> **TASK STATEMENT**
Take the material below from its first line through the line containing "installs a recorder." and, please, write those lines again exactly.

> **DATA**
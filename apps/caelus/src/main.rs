//! caelus - Entry Point
//!
//! Harvests mailing-list threads, assembles prompts from related threads and
//! sends them to a language model under a daily token budget.

#[tokio::main]
async fn main() -> eyre::Result<()> {
    caelus::run().await
}
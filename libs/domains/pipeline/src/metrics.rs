//! Prometheus metrics for the pipeline stages.
//!
//! Recorded through the `metrics` facade; nothing is exported unless the
//! binary installs a recorder.

use std::time::Duration;

use messaging::ErrorCategory;
use metrics::{counter, gauge, histogram};

/// Metrics handle labelled with the stage that records them.
#[derive(Debug, Clone)]
pub struct PipelineMetrics {
    stage: &'static str,
}

impl PipelineMetrics {
    pub fn new(stage: &'static str) -> Self {
        Self { stage }
    }

    pub fn stage(&self) -> &'static str {
        self.stage
    }

    /// Record points written to a collection.
    pub fn records_upserted(&self, collection: &str, count: usize) {
        counter!(
            "caelus_records_upserted_total",
            "stage" => self.stage,
            "collection" => collection.to_string()
        )
        .increment(count as u64);
    }

    /// Record messages published to a buffer.
    pub fn messages_published(&self, buffer: &str, count: usize) {
        counter!(
            "caelus_queue_messages_published_total",
            "stage" => self.stage,
            "buffer" => buffer.to_string()
        )
        .increment(count as u64);
    }

    /// Record an assembled prompt and how its candidates were split.
    pub fn prompt_assembled(&self, packed: usize, rejected: usize, duration: Duration) {
        counter!("caelus_prompts_assembled_total", "stage" => self.stage).increment(1);
        counter!(
            "caelus_candidates_total",
            "stage" => self.stage,
            "outcome" => "packed"
        )
        .increment(packed as u64);
        counter!(
            "caelus_candidates_total",
            "stage" => self.stage,
            "outcome" => "rejected"
        )
        .increment(rejected as u64);
        histogram!("caelus_prompt_assembly_duration_seconds", "stage" => self.stage)
            .record(duration.as_secs_f64());
    }

    /// Record a completion and the tokens it consumed.
    pub fn completion(&self, tokens: u64, duration: Duration) {
        counter!("caelus_completions_total", "stage" => self.stage).increment(1);
        counter!("caelus_tokens_used_total", "stage" => self.stage).increment(tokens);
        histogram!("caelus_completion_duration_seconds", "stage" => self.stage)
            .record(duration.as_secs_f64());
    }

    /// Update the budget gauge.
    pub fn budget_used(&self, used: u64) {
        gauge!("caelus_token_budget_used", "stage" => self.stage).set(used as f64);
    }

    /// Record a unit of work abandoned.
    pub fn work_failed(&self, category: ErrorCategory) {
        counter!(
            "caelus_work_failed_total",
            "stage" => self.stage,
            "category" => category.to_string()
        )
        .increment(1);
    }
}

> **RESPONSE AREA**
filename apps/caelus/src/main.rs
//! caelus - Entry Point
//!
//! Harvests mailing-list threads, assembles prompts from related threads and
//! sends them to a language model under a daily token budget.

#[tokio::main]
async fn main() -> eyre::Result<()> {
    caelus::run().await
}
filename libs/domains/pipeline/src/metrics.rs
//! Prometheus metrics for the pipeline stages.
//!
//! Recorded through the `metrics` facade; nothing is exported unless the
//! binary installs a recorder.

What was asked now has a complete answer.